Problem: Nothing but the lines from the top of the following entries through the line with "can land on an" should be printed, exactly as they are.

Raw data:
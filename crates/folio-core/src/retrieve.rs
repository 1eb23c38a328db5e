//! Fused multimodal retrieval.
//!
//! A query may carry a text vector, an image vector, or both. Each
//! present modality is searched independently against the index with
//! headroom (`fusion_headroom × k` candidates), then the per-modality
//! result lists are fused into one ranking.
//!
//! Cross-modal score comparison is the sharpest correctness risk here:
//! two embedding spaces are not guaranteed commensurable, so the fusion
//! policy is isolated in [`fuse`] and selected by [`FusionPolicy`]:
//!
//! - [`FusionPolicy::SharedSpace`] — both modalities live in one vector
//!   space (image content is bridged into the text space via captions),
//!   so raw cosine scores merge directly. Queries search the whole
//!   index regardless of chunk modality: a text question can land on an
//!   image chunk through its caption, and an image query on body text.
//! - [`FusionPolicy::MinMaxPerModality`] — each list is min-max
//!   normalized to `[0, 1]` before merging, for independent spaces.
//!   Here each query vector only searches chunks of its own modality,
//!   since cross-space cosine scores are meaningless.
//!
//! With a single modality present, either policy preserves that
//! modality's ranking (min-max is monotonic), so fusion is a no-op.
//!
//! Chunks appearing in both lists are deduplicated by chunk id, keeping
//! the higher fused score. The final list is sorted by score descending
//! with ties broken by `(document_id, page, position)`, truncated to
//! `k`, and filtered by the minimum relevance threshold.

use std::collections::HashMap;

use crate::error::PipelineError;
use crate::models::{Modality, RetrievalResult};
use crate::store::VectorIndex;

/// How per-modality result lists are merged into one ranking.
#[derive(Debug, Clone, Copy, PartialEq, Eq)]
pub enum FusionPolicy {
    /// One shared vector space; merge by raw score.
    SharedSpace,
    /// Independent spaces; min-max normalize each list before merging.
    MinMaxPerModality,
}

/// Retrieval tuning parameters.
#[derive(Debug, Clone)]
pub struct RetrievalParams {
    /// Final number of results.
    pub k: usize,
    /// Per-modality candidate multiplier (`k' = fusion_headroom × k`).
    pub fusion_headroom: usize,
    /// Results scoring below this are dropped; an empty final list is
    /// the "no grounding" condition.
    pub min_score: f64,
    pub fusion: FusionPolicy,
}

impl Default for RetrievalParams {
    fn default() -> Self {
        Self {
            k: 8,
            fusion_headroom: 2,
            min_score: 0.25,
            fusion: FusionPolicy::SharedSpace,
        }
    }
}

/// Embedded query vectors, one per present modality.
#[derive(Debug, Clone, Default)]
pub struct QueryVectors {
    pub text: Option<Vec<f32>>,
    pub image: Option<Vec<f32>>,
}

impl QueryVectors {
    pub fn is_empty(&self) -> bool {
        self.text.is_none() && self.image.is_none()
    }
}

/// Retrieve a fused, deduplicated, ranked set of chunks for a query.
///
/// `scope` restricts retrieval to the given document ids (the caller's
/// uploaded set); `None` searches everything.
pub async fn retrieve(
    index: &dyn VectorIndex,
    queries: &QueryVectors,
    params: &RetrievalParams,
    scope: Option<&[String]>,
) -> Result<Vec<RetrievalResult>, PipelineError> {
    if queries.is_empty() {
        return Err(PipelineError::EmptyQuery);
    }

    let candidate_k = params.fusion_headroom.max(1) * params.k;

    let mut lists: Vec<Vec<RetrievalResult>> = Vec::new();
    for (vector, modality) in [
        (queries.text.as_ref(), Modality::Text),
        (queries.image.as_ref(), Modality::Image),
    ] {
        if let Some(v) = vector {
            // In a shared vector space any chunk is a candidate for any
            // query vector; with independent spaces a vector is only
            // comparable against chunks of its own modality.
            let modality_filter = match params.fusion {
                FusionPolicy::SharedSpace => None,
                FusionPolicy::MinMaxPerModality => Some(modality),
            };
            let list = index
                .query(v, candidate_k, modality_filter, scope)
                .await
                .map_err(|e| PipelineError::IndexUnavailable(e.to_string()))?;
            lists.push(list);
        }
    }

    let fused = fuse(lists, params.k, params.fusion);
    Ok(fused
        .into_iter()
        .filter(|r| r.score >= params.min_score)
        .collect())
}

/// Merge per-modality result lists into one ranking of at most `k`.
///
/// This is the single swap point for the normalization strategy.
pub fn fuse(
    lists: Vec<Vec<RetrievalResult>>,
    k: usize,
    policy: FusionPolicy,
) -> Vec<RetrievalResult> {
    let mut best: HashMap<String, RetrievalResult> = HashMap::new();

    for list in lists {
        let scored = match policy {
            FusionPolicy::SharedSpace => list,
            FusionPolicy::MinMaxPerModality => normalize_scores(list),
        };
        for result in scored {
            match best.get(&result.chunk.id) {
                Some(existing) if existing.score >= result.score => {}
                _ => {
                    best.insert(result.chunk.id.clone(), result);
                }
            }
        }
    }

    let mut merged: Vec<RetrievalResult> = best.into_values().collect();
    merged.sort_by(|a, b| {
        b.score
            .partial_cmp(&a.score)
            .unwrap_or(std::cmp::Ordering::Equal)
            .then_with(|| a.tie_break_key().cmp(&b.tie_break_key()))
    });
    merged.truncate(k);
    merged
}

/// Min-max normalize a result list's scores to `[0.0, 1.0]` in place.
///
/// If all scores are equal, they normalize to `1.0`.
pub fn normalize_scores(mut list: Vec<RetrievalResult>) -> Vec<RetrievalResult> {
    if list.is_empty() {
        return list;
    }

    let s_min = list.iter().map(|r| r.score).fold(f64::INFINITY, f64::min);
    let s_max = list
        .iter()
        .map(|r| r.score)
        .fold(f64::NEG_INFINITY, f64::max);

    for r in &mut list {
        r.score = if (s_max - s_min).abs() < f64::EPSILON {
            1.0
        } else {
            (r.score - s_min) / (s_max - s_min)
        };
    }
    list
}

#[cfg(test)]
mod tests {
    use super::*;
    use crate::models::Chunk;
    use crate::store::memory::InMemoryIndex;

    fn result(chunk_id: &str, doc_id: &str, page: u32, pos: i64, score: f64, modality: Modality) -> RetrievalResult {
        RetrievalResult {
            chunk: Chunk {
                id: chunk_id.to_string(),
                document_id: doc_id.to_string(),
                filename: format!("{}.pdf", doc_id),
                page,
                position: pos,
                modality,
                text: String::new(),
                image: None,
                hash: String::new(),
            },
            score,
            modality,
        }
    }

    #[test]
    fn normalize_maps_to_unit_interval() {
        let list = vec![
            result("c1", "d1", 1, 0, 10.0, Modality::Text),
            result("c2", "d1", 2, 1, 5.0, Modality::Text),
            result("c3", "d1", 3, 2, 0.0, Modality::Text),
        ];
        let normed = normalize_scores(list);
        assert!((normed[0].score - 1.0).abs() < 1e-9);
        assert!((normed[1].score - 0.5).abs() < 1e-9);
        assert!((normed[2].score - 0.0).abs() < 1e-9);
    }

    #[test]
    fn normalize_all_equal_scores_to_one() {
        let list = vec![
            result("c1", "d1", 1, 0, 0.3, Modality::Text),
            result("c2", "d1", 2, 1, 0.3, Modality::Text),
        ];
        for r in normalize_scores(list) {
            assert!((r.score - 1.0).abs() < 1e-9);
        }
    }

    #[test]
    fn single_modality_fusion_is_noop_on_ranking() {
        let list = vec![
            result("c1", "d1", 1, 0, 0.9, Modality::Text),
            result("c2", "d1", 2, 1, 0.7, Modality::Text),
            result("c3", "d2", 1, 0, 0.4, Modality::Text),
        ];
        for policy in [FusionPolicy::SharedSpace, FusionPolicy::MinMaxPerModality] {
            let fused = fuse(vec![list.clone()], 3, policy);
            let ids: Vec<&str> = fused.iter().map(|r| r.chunk.id.as_str()).collect();
            assert_eq!(ids, vec!["c1", "c2", "c3"], "policy {:?}", policy);
        }
    }

    #[test]
    fn duplicate_chunk_keeps_higher_score() {
        let text_list = vec![
            result("c1", "d1", 1, 0, 1.0, Modality::Text),
            result("shared", "d1", 2, 1, 0.2, Modality::Text),
        ];
        let image_list = vec![
            result("shared", "d1", 2, 1, 0.8, Modality::Image),
            result("c4", "d2", 1, 0, 0.1, Modality::Image),
        ];
        let fused = fuse(vec![text_list, image_list], 10, FusionPolicy::MinMaxPerModality);
        let shared = fused.iter().find(|r| r.chunk.id == "shared").unwrap();
        // In the image list "shared" is the max, so it normalizes to 1.0;
        // in the text list it is the min (0.0). Higher wins.
        assert!((shared.score - 1.0).abs() < 1e-9);
        assert_eq!(fused.iter().filter(|r| r.chunk.id == "shared").count(), 1);
    }

    #[test]
    fn ties_break_by_document_page_position() {
        let list = vec![
            result("cz", "d2", 1, 0, 0.5, Modality::Text),
            result("cy", "d1", 3, 7, 0.5, Modality::Text),
            result("cx", "d1", 3, 2, 0.5, Modality::Text),
        ];
        let fused = fuse(vec![list], 3, FusionPolicy::SharedSpace);
        let ids: Vec<&str> = fused.iter().map(|r| r.chunk.id.as_str()).collect();
        assert_eq!(ids, vec!["cx", "cy", "cz"]);
    }

    #[test]
    fn truncates_to_k() {
        let list: Vec<RetrievalResult> = (0..10)
            .map(|i| result(&format!("c{}", i), "d1", 1, i, 1.0 - i as f64 * 0.05, Modality::Text))
            .collect();
        let fused = fuse(vec![list], 3, FusionPolicy::SharedSpace);
        assert_eq!(fused.len(), 3);
    }

    #[tokio::test]
    async fn empty_query_rejected() {
        let index = InMemoryIndex::new();
        let err = retrieve(
            &index,
            &QueryVectors::default(),
            &RetrievalParams::default(),
            None,
        )
        .await;
        assert!(matches!(err, Err(PipelineError::EmptyQuery)));
    }

    #[tokio::test]
    async fn shared_space_text_query_reaches_image_chunks() {
        use crate::models::EmbeddingRecord;
        let index = InMemoryIndex::new();
        // The image chunk's caption vector matches the query; the text
        // chunk is orthogonal.
        index
            .upsert(vec![
                EmbeddingRecord {
                    chunk: result("caption", "d1", 2, 1, 0.0, Modality::Image).chunk,
                    vector: vec![1.0, 0.0],
                    modality: Modality::Image,
                },
                EmbeddingRecord {
                    chunk: result("body", "d1", 1, 0, 0.0, Modality::Text).chunk,
                    vector: vec![0.0, 1.0],
                    modality: Modality::Text,
                },
            ])
            .await
            .unwrap();

        let queries = QueryVectors {
            text: Some(vec![1.0, 0.0]),
            image: None,
        };
        let results = retrieve(&index, &queries, &RetrievalParams::default(), None)
            .await
            .unwrap();
        assert_eq!(results.len(), 1);
        assert_eq!(results[0].chunk.id, "caption");
        assert_eq!(results[0].modality, Modality::Image);
    }

    #[tokio::test]
    async fn minmax_policy_keeps_queries_within_their_modality() {
        use crate::models::EmbeddingRecord;
        let index = InMemoryIndex::new();
        index
            .upsert(vec![
                EmbeddingRecord {
                    chunk: result("caption", "d1", 2, 1, 0.0, Modality::Image).chunk,
                    vector: vec![1.0, 0.0],
                    modality: Modality::Image,
                },
                EmbeddingRecord {
                    chunk: result("body", "d1", 1, 0, 0.0, Modality::Text).chunk,
                    vector: vec![0.9, 0.1],
                    modality: Modality::Text,
                },
            ])
            .await
            .unwrap();

        let params = RetrievalParams {
            fusion: FusionPolicy::MinMaxPerModality,
            min_score: 0.0,
            ..RetrievalParams::default()
        };
        let queries = QueryVectors {
            text: Some(vec![1.0, 0.0]),
            image: None,
        };
        let results = retrieve(&index, &queries, &params, None).await.unwrap();
        assert_eq!(results.len(), 1);
        assert_eq!(results[0].chunk.id, "body");
    }

    #[tokio::test]
    async fn min_score_threshold_filters_results() {
        use crate::models::EmbeddingRecord;
        let index = InMemoryIndex::new();
        let mk = |id: &str, v: Vec<f32>| EmbeddingRecord {
            chunk: result(id, "d1", 1, 0, 0.0, Modality::Text).chunk,
            vector: v,
            modality: Modality::Text,
        };
        index
            .upsert(vec![mk("close", vec![1.0, 0.0]), mk("far", vec![0.0, 1.0])])
            .await
            .unwrap();

        let params = RetrievalParams {
            min_score: 0.5,
            ..RetrievalParams::default()
        };
        let queries = QueryVectors {
            text: Some(vec![1.0, 0.0]),
            image: None,
        };
        let results = retrieve(&index, &queries, &params, None).await.unwrap();
        assert_eq!(results.len(), 1);
        assert_eq!(results[0].chunk.id, "close");
    }
}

Worked solution:
filename crates/folio-core/src/retrieve.rs
repository 1eb23c38a328db5e
//! Fused multimodal retrieval.
//!
//! A query may carry a text vector, an image vector, or both. Each
//! present modality is searched independently against the index with
//! headroom (`fusion_headroom × k` candidates), then the per-modality
//! result lists are fused into one ranking.
//!
//! Cross-modal score comparison is the sharpest correctness risk here:
//! two embedding spaces are not guaranteed commensurable, so the fusion
//! policy is isolated in [`fuse`] and selected by [`FusionPolicy`]:
//!
//! - [`FusionPolicy::SharedSpace`] — both modalities live in one vector
//!   space (image content is bridged into the text space via captions),
//!   so raw cosine scores merge directly. Queries search the whole
//!   index regardless of chunk modality: a text question can land on an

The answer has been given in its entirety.